Dataset entries:
******
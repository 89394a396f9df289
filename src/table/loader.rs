//! Project Loader
//!
//! Deserializes a TOML description of a compilation unit (the function
//! table the frontend would normally hand over in-process) so the
//! allocator can run standalone from the command line.
//!
//! ```toml
//! target = "c64"
//!
//! [[function]]
//! name = "main"
//! entry = "reset"
//! calls = ["update", "draw"]
//!
//! [[function.var]]
//! name = "frame"
//! size = 2
//! uses = 12
//! pointer = true
//! ```

use serde::Deserialize;

use crate::config::{PlatformConfig, ZpRange};
use crate::table::{
    CallSite, EntryKind, Function, FunctionTable, Signature, StorageWish, Variable,
};

/// A loaded compilation unit: the function table plus the resolved
/// platform (project target, overridden reservations applied).
#[derive(Debug)]
pub struct Project {
    pub table: FunctionTable,
    pub platform: PlatformConfig,
}

#[derive(Debug, Deserialize)]
struct ProjectFile {
    target: Option<String>,
    #[serde(default)]
    zp_reserved: Vec<ZpRange>,
    #[serde(default, rename = "function")]
    functions: Vec<FunctionDecl>,
}

#[derive(Debug, Deserialize)]
struct FunctionDecl {
    name: String,
    entry: Option<String>,
    #[serde(default)]
    recursive: bool,
    #[serde(default)]
    calls: Vec<String>,
    #[serde(default, rename = "indirect")]
    indirect_calls: Vec<IndirectDecl>,
    #[serde(default)]
    returns: u16,
    #[serde(default, rename = "var")]
    variables: Vec<VariableDecl>,
}

#[derive(Debug, Deserialize)]
struct IndirectDecl {
    #[serde(default)]
    params: Vec<u16>,
    #[serde(default)]
    returns: u16,
}

#[derive(Debug, Deserialize)]
struct VariableDecl {
    name: String,
    #[serde(default = "default_size")]
    size: u16,
    #[serde(default = "default_uses")]
    uses: u32,
    storage: Option<String>,
    #[serde(default)]
    parameter: bool,
    #[serde(default)]
    volatile: bool,
    #[serde(default)]
    pointer: bool,
    address: Option<u16>,
}

fn default_size() -> u16 {
    1
}

fn default_uses() -> u32 {
    1
}

#[derive(Debug, Clone)]
pub enum LoadError {
    Parse { reason: String },
    DuplicateFunction { name: String },
    UnknownCallee { function: String, callee: String },
    UnknownEntryKind { function: String, value: String },
    UnknownStorage { function: String, variable: String, value: String },
    UnknownTarget { name: String },
}

impl std::fmt::Display for LoadError {
    fn fmt(&self, f: &mut std::fmt::Formatter<'_>) -> std::fmt::Result {
        match self {
            LoadError::Parse { reason } => write!(f, "invalid project file: {}", reason),
            LoadError::DuplicateFunction { name } => {
                write!(f, "duplicate function '{}'", name)
            }
            LoadError::UnknownCallee { function, callee } => {
                write!(f, "function '{}' calls unknown function '{}'", function, callee)
            }
            LoadError::UnknownEntryKind { function, value } => {
                write!(
                    f,
                    "function '{}': unknown entry kind '{}' (expected reset, irq or nmi)",
                    function, value
                )
            }
            LoadError::UnknownStorage { function, variable, value } => {
                write!(
                    f,
                    "variable '{}::{}': unknown storage wish '{}' (expected zp or ram)",
                    function, variable, value
                )
            }
            LoadError::UnknownTarget { name } => {
                write!(f, "unknown target '{}' (expected c64, c128, vic20 or x16)", name)
            }
        }
    }
}

impl std::error::Error for LoadError {}

/// Parse a project description. `override_target` (from the command
/// line) wins over the file's own `target` key.
pub fn load_str(text: &str, override_target: Option<&str>) -> Result<Project, LoadError> {
    let file: ProjectFile =
        toml::from_str(text).map_err(|e| LoadError::Parse { reason: e.to_string() })?;

    let target = override_target
        .map(str::to_owned)
        .or(file.target)
        .unwrap_or_else(|| "c64".to_string());
    let mut platform = PlatformConfig::by_name(&target)
        .ok_or(LoadError::UnknownTarget { name: target })?;
    platform.user_reserved.extend(file.zp_reserved);

    let mut table = FunctionTable::new();

    // First pass: register every function so calls can refer forward.
    for decl in &file.functions {
        if table.lookup(&decl.name).is_some() {
            return Err(LoadError::DuplicateFunction { name: decl.name.clone() });
        }
        let mut function = Function::new(decl.name.clone());
        function.declared_recursive = decl.recursive;
        function.entry = match decl.entry.as_deref() {
            None => None,
            Some("reset") => Some(EntryKind::Reset),
            Some("irq") => Some(EntryKind::Irq),
            Some("nmi") => Some(EntryKind::Nmi),
            Some(other) => {
                return Err(LoadError::UnknownEntryKind {
                    function: decl.name.clone(),
                    value: other.to_string(),
                });
            }
        };

        for var in &decl.variables {
            let mut variable = Variable::new(var.name.clone(), var.size);
            variable.use_count = var.uses;
            variable.is_parameter = var.parameter;
            variable.is_volatile = var.volatile;
            variable.is_pointer = var.pointer;
            variable.fixed_address = var.address;
            variable.storage_wish = match var.storage.as_deref() {
                None => StorageWish::Default,
                Some("zp") => StorageWish::RequireZeroPage,
                Some("ram") => StorageWish::RequireRam,
                Some(other) => {
                    return Err(LoadError::UnknownStorage {
                        function: decl.name.clone(),
                        variable: var.name.clone(),
                        value: other.to_string(),
                    });
                }
            };
            function.variables.push(variable);
        }

        function.signature = Signature {
            params: function
                .variables
                .iter()
                .filter(|v| v.is_parameter)
                .map(|v| v.size)
                .collect(),
            returns: decl.returns,
        };
        table.add(function);
    }

    // Second pass: resolve call edges.
    for decl in &file.functions {
        let caller = table.lookup(&decl.name).expect("registered above");
        let mut sites = Vec::new();
        for callee in &decl.calls {
            let id = table.lookup(callee).ok_or_else(|| LoadError::UnknownCallee {
                function: decl.name.clone(),
                callee: callee.clone(),
            })?;
            sites.push(CallSite::Direct(id));
        }
        for indirect in &decl.indirect_calls {
            sites.push(CallSite::Indirect(Signature {
                params: indirect.params.clone(),
                returns: indirect.returns,
            }));
        }
        table.get_mut(caller).call_sites = sites;
    }

    Ok(Project { table, platform })
}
******
Your instructions:
Start to finish, copy the records above with no differences.

Exercise result:
repository 89394a396f9df289
filename src/table/loader.rs
//! Project Loader
//!
//! Deserializes a TOML description of a compilation unit (the function
//! table the frontend would normally hand over in-process) so the
//! allocator can run standalone from the command line.
//!
//! ```toml
//! target = "c64"
//!
//! [[function]]
//! name = "main"
//! entry = "reset"
//! calls = ["update", "draw"]
//!
//! [[function.var]]
//! name = "frame"
//! size = 2
//! uses = 12
//! pointer = true
//! ```

use serde::Deserialize;

use crate::config::{PlatformConfig, ZpRange};
use crate::table::{
    CallSite, EntryKind, Function, FunctionTable, Signature, StorageWish, Variable,
};

/// A loaded compilation unit: the function table plus the resolved
/// platform (project target, overridden reservations applied).
#[derive(Debug)]
pub struct Project {
    pub table: FunctionTable,
    pub platform: PlatformConfig,
}

#[derive(Debug, Deserialize)]
struct ProjectFile {
    target: Option<String>,
    #[serde(default)]
    zp_reserved: Vec<ZpRange>,
    #[serde(default, rename = "function")]
    functions: Vec<FunctionDecl>,
}

#[derive(Debug, Deserialize)]
struct FunctionDecl {
    name: String,
    entry: Option<String>,
    #[serde(default)]
    recursive: bool,
    #[serde(default)]
    calls: Vec<String>,
    #[serde(default, rename = "indirect")]
    indirect_calls: Vec<IndirectDecl>,
    #[serde(default)]
    returns: u16,
    #[serde(default, rename = "var")]
    variables: Vec<VariableDecl>,
}

#[derive(Debug, Deserialize)]
struct IndirectDecl {
    #[serde(default)]
    params: Vec<u16>,
    #[serde(default)]
    returns: u16,
}

#[derive(Debug, Deserialize)]
struct VariableDecl {
    name: String,
    #[serde(default = "default_size")]
    size: u16,
    #[serde(default = "default_uses")]
    uses: u32,
    storage: Option<String>,
    #[serde(default)]
    parameter: bool,
    #[serde(default)]
    volatile: bool,
    #[serde(default)]
    pointer: bool,
    address: Option<u16>,
}

fn default_size() -> u16 {
    1
}

fn default_uses() -> u32 {
    1
}

#[derive(Debug, Clone)]
pub enum LoadError {
    Parse { reason: String },
    DuplicateFunction { name: String },
    UnknownCallee { function: String, callee: String },
    UnknownEntryKind { function: String, value: String },
    UnknownStorage { function: String, variable: String, value: String },
    UnknownTarget { name: String },
}

impl std::fmt::Display for LoadError {
    fn fmt(&self, f: &mut std::fmt::Formatter<'_>) -> std::fmt::Result {
        match self {
            LoadError::Parse { reason } => write!(f, "invalid project file: {}", reason),
            LoadError::DuplicateFunction { name } => {
                write!(f, "duplicate function '{}'", name)
            }
            LoadError::UnknownCallee { function, callee } => {
                write!(f, "function '{}' calls unknown function '{}'", function, callee)
            }
            LoadError::UnknownEntryKind { function, value } => {
                write!(
                    f,
                    "function '{}': unknown entry kind '{}' (expected reset, irq or nmi)",
                    function, value
                )
            }
            LoadError::UnknownStorage { function, variable, value } => {
                write!(
                    f,
                    "variable '{}::{}': unknown storage wish '{}' (expected zp or ram)",
                    function, variable, value
                )
            }
            LoadError::UnknownTarget { name } => {
                write!(f, "unknown target '{}' (expected c64, c128, vic20 or x16)", name)
            }
        }
    }
}

impl std::error::Error for LoadError {}

/// Parse a project description. `override_target` (from the command
/// line) wins over the file's own `target` key.
pub fn load_str(text: &str, override_target: Option<&str>) -> Result<Project, LoadError> {
    let file: ProjectFile =
        toml::from_str(text).map_err(|e| LoadError::Parse { reason: e.to_string() })?;

    let target = override_target
        .map(str::to_owned)
        .or(file.target)
        .unwrap_or_else(|| "c64".to_string());
    let mut platform = PlatformConfig::by_name(&target)
        .ok_or(LoadError::UnknownTarget { name: target })?;
    platform.user_reserved.extend(file.zp_reserved);

    let mut table = FunctionTable::new();

    // First pass: register every function so calls can refer forward.
    for decl in &file.functions {
        if table.lookup(&decl.name).is_some() {
            return Err(LoadError::DuplicateFunction { name: decl.name.clone() });
        }
        let mut function = Function::new(decl.name.clone());
        function.declared_recursive = decl.recursive;
        function.entry = match decl.entry.as_deref() {
            None => None,
            Some("reset") => Some(EntryKind::Reset),
            Some("irq") => Some(EntryKind::Irq),
            Some("nmi") => Some(EntryKind::Nmi),
            Some(other) => {
                return Err(LoadError::UnknownEntryKind {
                    function: decl.name.clone(),
                    value: other.to_string(),
                });
            }
        };

        for var in &decl.variables {
            let mut variable = Variable::new(var.name.clone(), var.size);
            variable.use_count = var.uses;
            variable.is_parameter = var.parameter;
            variable.is_volatile = var.volatile;
            variable.is_pointer = var.pointer;
            variable.fixed_address = var.address;
            variable.storage_wish = match var.storage.as_deref() {
                None => StorageWish::Default,
                Some("zp") => StorageWish::RequireZeroPage,
                Some("ram") => StorageWish::RequireRam,
                Some(other) => {
                    return Err(LoadError::UnknownStorage {
                        function: decl.name.clone(),
                        variable: var.name.clone(),
                        value: other.to_string(),
                    });
                }
            };
            function.variables.push(variable);
        }

        function.signature = Signature {
            params: function
                .variables
                .iter()
                .filter(|v| v.is_parameter)
                .map(|v| v.size)
                .collect(),
            returns: decl.returns,
        };
        table.add(function);
    }

    // Second pass: resolve call edges.
    for decl in &file.functions {
        let caller = table.lookup(&decl.name).expect("registered above");
        let mut sites = Vec::new();
        for callee in &decl.calls {
            let id = table.lookup(callee).ok_or_else(|| LoadError::UnknownCallee {
                function: decl.name.clone(),
                callee: callee.clone(),
            })?;
            sites.push(CallSite::Direct(id));
        }
        for indirect in &decl.indirect_calls {
            sites.push(CallSite::Indirect(Signature {
                params: indirect.params.clone(),
                returns: indirect.returns,
            }));
        }
        table.get_mut(caller).call_sites = sites;
    }

    Ok(Project { table, platform })
}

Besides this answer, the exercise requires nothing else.